„wir sehen uns frei“- Wirklich?

Das Projekt von Robert Sochacki rückt das Sehen und das Hinsehen in den Focus.
Das Projekt von Robert Sochacki rückt das Sehen und das Hinsehen in den Focus. ©Pixabay/Mario

Was es mit den riesigen Augenpaaren, die von der Oper auf den Augustusplatz blicken auf sich hat, was ihm der Kollektivgedanke bedeutet und warum es wichtig ist, hinter die Fassaden oder auch in Familienalben zu blicken, erfahren wir von Robert Sochacki, der für das Lichtfest „wir sehen uns frei“ konzipierte.

Robert Sochacki, was sollen die großen Augen auf der Oper?
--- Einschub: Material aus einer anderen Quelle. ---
use coach_engine::hints::{analyze, HintParams};
use coach_engine::{ChessRules, Engine, EngineConfig, Position};
use cozy_chess::Color;
use rand::rngs::SmallRng;
use rand::SeedableRng;

const FENS: [&str; 5] = [
    "rnbqkbnr/pppppppp/8/8/8/8/PPPPPPPP/RNBQKBNR w KQkq - 0 1",
    "r1bqkbnr/pppp1ppp/2n5/4p3/4P3/5N2/PPPP1PPP/RNBQKB1R w KQkq - 2 3",
    "r1bqkb1r/pppp1ppp/2n2n2/4p3/2B1P3/5N2/PPPP1PPP/RNBQK2R b KQkq - 4 4",
    "4k3/4p3/8/8/8/8/4P3/4K3 w - - 0 1",
    "8/P6k/8/8/8/8/8/K7 w - - 0 1",
];

#[test]
fn suggestions_are_legal_and_bounded() {
    let mut rng = SmallRng::seed_from_u64(42);
    for fen in FENS {
        let pos = Position::from_fen(fen).unwrap();
        let legal = pos.legal_moves();
        let side = pos.side_to_move();
        for count in [1, 3, 7, 500] {
            let hints = analyze(&pos, side, count, &HintParams::default(), &mut rng);
            assert_eq!(hints.len(), count.min(legal.len()), "{fen} count {count}");
            for h in &hints {
                assert!(legal.contains(&h.mv), "{} is not legal in {fen}", h.mv);
                assert_eq!(h.san, pos.san(&h.mv));
            }
            let mut seen: Vec<String> = hints.iter().map(|h| h.mv.uci()).collect();
            seen.sort();
            seen.dedup();
            assert_eq!(seen.len(), hints.len(), "duplicate suggestion in {fen}");
        }
    }
}

#[test]
fn only_the_top_suggestion_is_labelled_best() {
    let mut engine = Engine::seeded(EngineConfig::default(), 8);
    let pos = Position::startpos();
    let hints = engine.analyze_suggestions_in(&pos, Color::White, 8);
    assert_eq!(hints[0].label, "Best");
    assert!(hints[1..].iter().all(|h| h.label != "Best" && h.label == h.category.label()));
}

#[test]
fn promotion_is_suggested() {
    let pos = Position::from_fen(FENS[4]).unwrap();
    let mut rng = SmallRng::seed_from_u64(1);
    let hints = analyze(&pos, Color::White, 1, &HintParams::deterministic(), &mut rng);
    assert_eq!(hints[0].mv.uci(), "a7a8q");
}

#[test]
fn nothing_to_suggest_when_the_game_is_over() {
    let mut rng = SmallRng::seed_from_u64(0);
    for fen in ["R5k1/5ppp/8/8/8/8/8/6K1 b - - 1 1", "7k/5Q2/6K1/8/8/8/8/8 b - - 0 1"] {
        let pos = Position::from_fen(fen).unwrap();
        assert!(analyze(&pos, Color::Black, 5, &HintParams::default(), &mut rng).is_empty());
    }
    let pos = Position::startpos();
    assert!(analyze(&pos, Color::White, 0, &HintParams::default(), &mut rng).is_empty());
}

#[test]
fn wrong_side_is_rejected_quietly() {
    let mut engine = Engine::seeded(EngineConfig::default(), 2);
    let fen = "rnbqkbnr/pppppppp/8/8/8/8/PPPPPPPP/RNBQKBNR w KQkq - 0 1";
    assert!(engine.analyze_suggestions(fen, Color::Black, 5).unwrap().is_empty());
}

#[test]
fn near_ties_come_back_in_different_orders() {
    let pos = Position::startpos();
    let mut orders: Vec<Vec<String>> = Vec::new();
    for seed in 0..30u64 {
        let mut rng = SmallRng::seed_from_u64(seed);
        let top: Vec<String> = analyze(&pos, Color::White, 5, &HintParams::default(), &mut rng)
            .iter()
            .map(|h| h.mv.uci())
            .collect();
        if !orders.contains(&top) { orders.push(top); }
    }
    assert!(orders.len() >= 5, "only {} distinct orderings over 30 seeds", orders.len());
}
Die großformatigen Augenprojektionen stehen in direktem Bezug zum Namen der Installation: „wir sehen uns frei“. Ja, wir betrachten uns häufig als frei. Aber sind wir es tatsächlich? Stehen wir nicht selbst ständig unter Beobachtung anderer oder auch der sozialen Medien? So, wie wir auf andere schauen, schauen andere auf uns. Sehen kann Fürsorge, Wahrnehmen bedeuten, aber eben auch Beobachtung und Kontrolle.

Zentral ist auch das Thema der Gemeinschaft, kleiner Gruppen und Formationen im Alltagsleben, der Kollektive in Lebens- und Arbeitswelten im originären Sinn. Ist Ihnen hier ein Bereich besonders wichtig?

Vielleicht ist derzeit am wichtigsten, sich der Familie zuzuwenden – sich ihren einzigartigen Geschichten und Beziehungen zu widmen, die der wahre Kern unserer Gemeinschaft sind. Hinter den Fassaden finden sich unzählige Geschichten über die Menschen, über ihre kleinen Erfolge und ihr Scheitern gleichermaßen. Alltäglichkeit, die unsere Geschichte widerspiegelt. Diese kleinen, privaten Momente und Bilder waren und sind wichtige Zeitzeugen. Aus diesem Grund möchte ich in den Projektionen auf diese wenig sichtbaren, aber kostbaren Momente verweisen. Wir dürfen nicht vergessen, dass wir heute genauso Teil lebendiger Geschichte sind wie wir es 1989 waren. Aus diesem Grund finden besonders viele Aufnahmen, die aus Familienalben stammen, Eingang in die Projektion.

Das Thema „Kollektiv“ setzt aber nicht nur den Grundtenor der Installation, sondern bestimmte auch den Entstehungsprozess, richtig?

Absolut. Ich habe mich gleich am Anfang dazu entschlossen, nicht nur als Team mit Wera Morawiec, die das Projekt kuratiert, zu arbeiten, sondern auch Künstler, Institutionen und Kulturschaffende aus Leipzig einzubinden. Es sind viele Menschen, die am Projekt mitwirken. Darüber bin ich sehr glücklich. Wir arbeiten eng zusammen, stehen in Beziehungen zueinander – korrespondierend zum Grundgedanken des Projekts, dass (familiäre) Bande der Kern jeder Gesellschaft sind. Unser Projekt wird dadurch nicht eine einzelne Perspektive auf 1989 zeigen, sondern vielmehr auf dem Zusammenwirken aller Beteiligten aufbauen, auch mit den Menschen, die am 9. Oktober auf den Augustusplatz kommen: Durch die Interaktion mit den Bildern und Klängen werden sie ihr eigenes Verständnis des Projekts "wir sehen uns frei" entwickeln.

Was hat „wir sehen uns frei“ mit der Friedlichen Revolution zu tun?

Ich bin Jahrgang 1971, habe die Friedliche Revolution in Osteuropa erlebt. Danzig, wo ich geboren und aufgewachsen bin, war Ursprungsort der polnischen Revolutionsbewegung. So konnte ich ganz nah den Kampf der Aufständischen in der Werft, in der meine Mutter arbeitete, verfolgen. Seitdem war ich immer offen für die Spuren und Echos der Revolution, die im öffentlichen Raum präsent sind. Mir gefällt es, eine Stadt und die Geschichte(n) ihrer Bürger in meiner Arbeit einzubinden. Ich bin der Meinung, dass das die Chance bietet, die Vergangenheit zu reflektieren, sich aber auch die Zukunft besser vorstellen zu können.